Supreme Court of the Netherlands Decides to Return Scythian Gold to Ukraine
The Supreme Court of the Netherlands today upheld the decisions of lower courts obliging the Allard Pierson Museum to return ancient Crimean gold artefacts, known as 'Scythian Gold,' to the state of Ukraine. This development is mentioned on the court's website.
This court decision marks an end to the lengthy legal battle. The gold artefacts were displayed in the Allard Pierson Museum in the Netherlands when Russia annexed Crimea in 2014. Both Ukraine and the museums in Crimea demanded their return.
"This decision ends this dispute. The Allard Pierson Museum must return these artistic treasures to the state of Ukraine, not to museums in Crimea," the court ruling stated.
The dispute concerned the return of artworks loaned by Crimean museums (so-called Crimean treasures or Scythian Gold). The Allard Pierson Museum (APM) in Amsterdam received these archaeological items, museum exhibits, on lease from Crimean museums for an exhibition from February to August 2014. Ukrainian law was recognised as applicable to the loan agreements. The art objects were transferred with the permission of the Ministry of Culture of Ukraine.
"In March 2014, the Autonomous Republic of Crimea left Ukraine and joined the Russian Federation. The UN, EU and the Netherlands did not recognise this separation and affiliation to Russia. At the time of separation and joining Russia, the objects related to the exhibition were still located at the APM in Amsterdam," the court statement explains.
Following the annexation of Crimea, the Crimean museums demanded the return of the art objects. The state of Ukraine did the same in May 2014. It was unclear to the APM to whom it should return the objects, hence it retained the documents until the court made its final decision in the case.
The judges stated that Ukraine has a "legitimate interest in protecting its cultural heritage".
While Kyiv welcomed previous court decisions in its favour as victories, Moscow reacted fiercely, calling it a politically motivated decision that "created a dangerous precedent".

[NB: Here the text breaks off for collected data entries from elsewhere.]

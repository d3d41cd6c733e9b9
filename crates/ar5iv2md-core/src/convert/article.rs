//! Locating the paper body in the parsed page.

use html5ever::driver::ParseOpts;
use html5ever::parse_document;
use html5ever::serialize::{serialize, SerializeOpts, TraversalScope};
use html5ever::tendril::TendrilSink;
use markup5ever_rcdom::{Handle, NodeData, RcDom, SerializableHandle};
use std::borrow::Cow;

/// Markup of the first `<article>` element, or the whole page when there is none.
pub(super) fn main_content(html: &str) -> Cow<'_, str> {
    match article_html(html) {
        Some(article) => Cow::Owned(article),
        None => Cow::Borrowed(html),
    }
}

fn article_html(html: &str) -> Option<String> {
    let dom = parse_document(RcDom::default(), ParseOpts::default())
        .from_utf8()
        .read_from(&mut html.as_bytes())
        .ok()?;
    let article = find_element(&dom.document, "article")?;

    let mut out = Vec::new();
    let opts = SerializeOpts {
        traversal_scope: TraversalScope::IncludeNode,
        ..SerializeOpts::default()
    };
    serialize(&mut out, &SerializableHandle::from(article), opts).ok()?;
    String::from_utf8(out).ok()
}

/// First element named `local` in document order.
fn find_element(node: &Handle, local: &str) -> Option<Handle> {
    if let NodeData::Element { ref name, .. } = node.data {
        if &*name.local == local {
            return Some(node.clone());
        }
    }
    node.children
        .borrow()
        .iter()
        .find_map(|child| find_element(child, local))
}
//! HTTP GET for the ar5iv page and its images.
//!
//! Uses the curl crate (libcurl). One request per call, no retries: a failed
//! page fetch ends the run, a failed image is reported by the caller.

mod batch;

use crate::config::Config;
use crate::error::{Error, Result};
use crate::source::SourceUrl;
use std::borrow::Cow;
use std::time::Duration;
use url::Url;

/// Raw ar5iv page plus the URL it was finally served from.
///
/// `url` is the post-redirect location and is the base for relative image links.
#[derive(Debug, Clone)]
pub struct FetchedDocument {
    pub url: Url,
    pub body: Vec<u8>,
}

impl FetchedDocument {
    /// Body decoded as UTF-8; invalid sequences become U+FFFD.
    pub fn text(&self) -> Cow<'_, str> {
        String::from_utf8_lossy(&self.body)
    }
}

/// Successful response of a single GET.
#[derive(Debug, Clone)]
pub struct Response {
    /// URL after following redirects.
    pub effective_url: String,
    pub body: Vec<u8>,
}

/// Blocking HTTP client settings shared by all requests of a run.
#[derive(Debug, Clone)]
pub struct Fetcher {
    user_agent: String,
    timeout: Duration,
    connect_timeout: Duration,
    max_redirects: u32,
}

impl Fetcher {
    pub fn from_config(cfg: &Config) -> Self {
        Self {
            user_agent: cfg.user_agent.clone(),
            timeout: Duration::from_secs(cfg.timeout_secs),
            connect_timeout: Duration::from_secs(cfg.connect_timeout_secs),
            max_redirects: cfg.max_redirects,
        }
    }

    /// GET `url`, following redirects. Non-2xx status is an error.
    pub fn get(&self, url: &str) -> Result<Response> {
        let net = |e: curl::Error| Error::network(url, e);
        let mut body = Vec::new();

        let mut easy = curl::easy::Easy::new();
        easy.url(url).map_err(net)?;
        easy.useragent(&self.user_agent).map_err(net)?;
        easy.follow_location(true).map_err(net)?;
        easy.max_redirections(self.max_redirects).map_err(net)?;
        easy.connect_timeout(self.connect_timeout).map_err(net)?;
        easy.timeout(self.timeout).map_err(net)?;

        {
            let mut transfer = easy.transfer();
            transfer
                .write_function(|data| {
                    body.extend_from_slice(data);
                    Ok(data.len())
                })
                .map_err(net)?;
            transfer.perform().map_err(net)?;
        }

        let code = easy.response_code().map_err(net)?;
        if !(200..300).contains(&code) {
            return Err(Error::network(url, format!("HTTP {code}")));
        }

        let effective_url = easy
            .effective_url()
            .map_err(net)?
            .map(str::to_string)
            .unwrap_or_else(|| url.to_string());
        tracing::debug!(url, effective = %effective_url, bytes = body.len(), "GET ok");

        Ok(Response {
            effective_url,
            body,
        })
    }

    /// Fetch the paper page. Any failure here is fatal for the run.
    pub fn fetch_page(&self, source: &SourceUrl) -> Result<FetchedDocument> {
        let response = self.get(source.as_str())?;
        let url = Url::parse(&response.effective_url)
            .or_else(|_| Url::parse(source.as_str()))
            .map_err(|e| Error::network(source.as_str(), e))?;
        Ok(FetchedDocument {
            url,
            body: response.body,
        })
    }
}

Thus, now on legal grounds, the Ukrainian museum exhibits from the exhibition titled "Crimea - Gold and Secrets of the Black Sea" are to be transferred by the Allard Pierson Museum to the National Museum of the History of Ukraine, following nearly nine years of legal wrangling.
Teams from the Ministry of Justice, Ministry of Culture, Ministry of Foreign Affairs, lawyers of the Dutch firm Bergh Stoop & Sanders, and the Ukrainian Law Association "Sergey Kozyakov and partners" have been working on the return of these exhibits to Ukraine since 2014.